In the entries below, count the lines holding "usize". Reply with the number only.

PROVIDED DATA:
■ ■ ■

//! ByteTrack 多目标跟踪 (跟踪ID分配)
//! ByteTrack: Simple and effective multi-object tracking
//!
//! 核心思想:
//! 1. 高低分检测框分开处理
//! 2. 高分框优先匹配 (IOU)
//! 3. 低分框救援丢失的轨迹
//! 4. 纯运动模型,无需外观特征
//!
//! 计数只需要稳定的ID, 输出框使用本帧的观测框而不是滤波框.

use super::types::{BBox, TrackId};

// ========== 卡尔曼滤波器 ==========

/// 简化卡尔曼滤波器 (用于单个边界框的位置和尺寸平滑)
/// 状态向量: [x_center, y_center, width, height, vx, vy, vw, vh]
#[derive(Clone, Debug)]
pub struct KalmanBoxFilter {
    state: [f32; 8],
    /// 估计误差协方差 (简化为对角阵)
    p: [f32; 8],
    /// 过程噪声
    q: f32,
    /// 观测噪声
    r: f32,
    velocity_decay: f32,
}

impl KalmanBoxFilter {
    /// - `q`: 过程噪声 (0.1-1.0, 越小越平滑)
    /// - `r`: 观测噪声 (1.0-50.0, 越大越平滑)
    pub fn new(bbox: &BBox, q: f32, r: f32) -> Self {
        let (cx, cy, w, h) = Self::measure(bbox);
        Self {
            state: [cx, cy, w, h, 0.0, 0.0, 0.0, 0.0],
            p: [10.0; 8],
            q,
            r,
            velocity_decay: 0.95,
        }
    }

    fn measure(bbox: &BBox) -> (f32, f32, f32, f32) {
        (
            (bbox.x1 + bbox.x2) / 2.0,
            (bbox.y1 + bbox.y2) / 2.0,
            bbox.width(),
            bbox.height(),
        )
    }

    /// 预测下一帧状态 (匀速运动模型 + 速度衰减)
    pub fn predict(&mut self) {
        self.state[4] *= self.velocity_decay;
        self.state[5] *= self.velocity_decay;
        self.state[6] *= 0.98; // 尺寸变化更慢
        self.state[7] *= 0.98;

        for i in 0..4 {
            self.state[i] += self.state[i + 4];
        }
        for p in &mut self.p {
            *p += self.q;
        }
    }

    /// 融合观测值
    pub fn update(&mut self, bbox: &BBox) {
        let (cx, cy, w, h) = Self::measure(bbox);
        let residual = [
            cx - self.state[0],
            cy - self.state[1],
            w - self.state[2],
            h - self.state[3],
        ];

        // 大幅跳变时更信任预测值
        let jump = (residual[0] * residual[0] + residual[1] * residual[1]).sqrt();
        let r = if jump < 10.0 { self.r } else { self.r * 3.0 };

        for i in 0..4 {
            let k_pos = self.p[i] / (self.p[i] + r);
            let k_vel = self.p[i + 4] / (self.p[i + 4] + r * 10.0);
            self.state[i] += k_pos * residual[i];
            self.state[i + 4] += k_vel * residual[i];
            self.p[i] *= 1.0 - k_pos;
            self.p[i + 4] *= 1.0 - k_vel;
        }
    }

    /// 当前状态的边界框
    pub fn state_bbox(&self) -> BBox {
        let w = self.state[2].max(1.0);
        let h = self.state[3].max(1.0);
        BBox::new(
            self.state[0] - w / 2.0,
            self.state[1] - h / 2.0,
            self.state[0] + w / 2.0,
            self.state[1] + h / 2.0,
        )
    }

    pub fn velocity(&self) -> (f32, f32) {
        (self.state[4], self.state[5])
    }
}

// ========== 轨迹 ==========

#[derive(Clone, Debug)]
struct Track {
    id: TrackId,
    class_id: u32,
    kalman: KalmanBoxFilter,
    /// 本帧匹配到的观测框
    observed: BBox,
    frames_lost: u32,
}

impl Track {
    fn new(id: TrackId, bbox: BBox) -> Self {
        // 低观测噪声: 更信任检测结果, 快速响应移动
        let kalman = KalmanBoxFilter::new(&bbox, 0.1, 0.5);
        Self {
            id,
            class_id: bbox.class_id,
            kalman,
            observed: bbox,
            frames_lost: 0,
        }
    }

    fn update(&mut self, bbox: BBox) {
        self.kalman.update(&bbox);
        self.observed = bbox;
        self.frames_lost = 0;
    }
}

/// ByteTrack 追踪器
#[derive(Debug)]
pub struct ByteTracker {
    tracks: Vec<Track>,
    next_id: TrackId,
    /// 最大允许丢失帧数
    max_lost_frames: u32,
    high_score_threshold: f32,
    /// 低分阈值 (救援用)
    low_score_threshold: f32,
    high_iou_threshold: f32,
    low_iou_threshold: f32,
}

impl ByteTracker {
    pub fn new() -> Self {
        Self {
            tracks: Vec::new(),
            next_id: 1,
            max_lost_frames: 30,
            high_score_threshold: 0.5,
            low_score_threshold: 0.1,
            high_iou_threshold: 0.3,
            low_iou_threshold: 0.2,
        }
    }

    /// 高分阈值跟随检测置信度阈值
    pub fn with_high_score(mut self, threshold: f32) -> Self {
        self.high_score_threshold = threshold;
        self.low_score_threshold = self.low_score_threshold.min(threshold);
        self
    }

    pub fn with_max_lost_frames(mut self, frames: u32) -> Self {
        self.max_lost_frames = frames;
        self
    }

    /// 更新跟踪 (ByteTrack 三步匹配)
    ///
    /// 返回本帧被匹配或新建的轨迹: (ID, 观测框)
    pub fn update(&mut self, detections: &[BBox]) -> Vec<(TrackId, BBox)> {
        // 1. 所有轨迹先预测
        for track in &mut self.tracks {
            track.kalman.predict();
        }

        // 2. 分离高低分检测框
        let mut high_dets = Vec::new();
        let mut low_dets = Vec::new();
        for (idx, det) in detections.iter().enumerate() {
            if det.confidence >= self.high_score_threshold {
                high_dets.push(idx);
            } else if det.confidence >= self.low_score_threshold {
                low_dets.push(idx);
            }
        }

        let mut matched_det = vec![false; detections.len()];
        let mut matched_track = vec![false; self.tracks.len()];

        // 3. 第一轮匹配: 高分检测 + 所有轨迹
        let all_tracks: Vec<usize> = (0..self.tracks.len()).collect();
        for (det_idx, track_idx) in
            self.assign(detections, &high_dets, &all_tracks, self.high_iou_threshold)
        {
            matched_det[det_idx] = true;
            matched_track[track_idx] = true;
            self.tracks[track_idx].update(detections[det_idx].clone());
        }

        // 4. 第二轮匹配: 低分检测 + 未匹配的轨迹 (救援)
        let unmatched_tracks: Vec<usize> = (0..self.tracks.len())
            .filter(|&idx| !matched_track[idx])
            .collect();
        for (det_idx, track_idx) in
            self.assign(detections, &low_dets, &unmatched_tracks, self.low_iou_threshold)
        {
            matched_det[det_idx] = true;
            matched_track[track_idx] = true;
            self.tracks[track_idx].update(detections[det_idx].clone());
        }

        // 5. 未匹配的轨迹 → 标记丢失
        for (track, matched) in self.tracks.iter_mut().zip(&matched_track) {
            if !matched {
                track.frames_lost += 1;
            }
        }

        // 6. 未匹配的高分检测 → 新建轨迹
        for &det_idx in &high_dets {
            if !matched_det[det_idx] {
                self.tracks
                    .push(Track::new(self.next_id, detections[det_idx].clone()));
                self.next_id = self.next_id.wrapping_add(1).max(1);
            }
        }

        // 7. 删除丢失太久的轨迹
        let max_lost = self.max_lost_frames;
        self.tracks.retain(|t| t.frames_lost <= max_lost);

        self.tracks
            .iter()
            .filter(|t| t.frames_lost == 0)
            .map(|t| (t.id, t.observed.clone()))
            .collect()
    }

    /// IOU 贪心匹配, 只在同类别之间进行
    fn assign(
        &self,
        detections: &[BBox],
        det_indices: &[usize],
        track_indices: &[usize],
        iou_threshold: f32,
    ) -> Vec<(usize, usize)> {
        if det_indices.is_empty() || track_indices.is_empty() {
            return Vec::new();
        }

        let mut candidates = Vec::new();
        for &det_idx in det_indices {
            let det = &detections[det_idx];
            for &track_idx in track_indices {
                let track = &self.tracks[track_idx];
                if track.class_id != det.class_id {
                    continue;
                }
                let iou = det.iou(&track.kalman.state_bbox());
                if iou >= iou_threshold {
                    candidates.push((iou, det_idx, track_idx));
                }
            }
        }

        // IOU 从大到小
        candidates.sort_by(|a, b| b.0.total_cmp(&a.0));

        let mut used_det = vec![false; detections.len()];
        let mut used_track = vec![false; self.tracks.len()];
        let mut assignments = Vec::new();
        for (_, det_idx, track_idx) in candidates {
            if !used_det[det_idx] && !used_track[track_idx] {
                used_det[det_idx] = true;
                used_track[track_idx] = true;
                assignments.push((det_idx, track_idx));
            }
        }
        assignments
    }

    /// 当前保留的轨迹数 (包含暂时丢失的)
    pub fn track_count(&self) -> usize {
        self.tracks.len()
    }

    /// 清除所有轨迹, ID 计数继续递增
    pub fn reset(&mut self) {
        self.tracks.clear();
    }
}

impl Default for ByteTracker {
    fn default() -> Self {
        Self::new()
    }
}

■ ■ ■

REPLY TO THE TASK: 6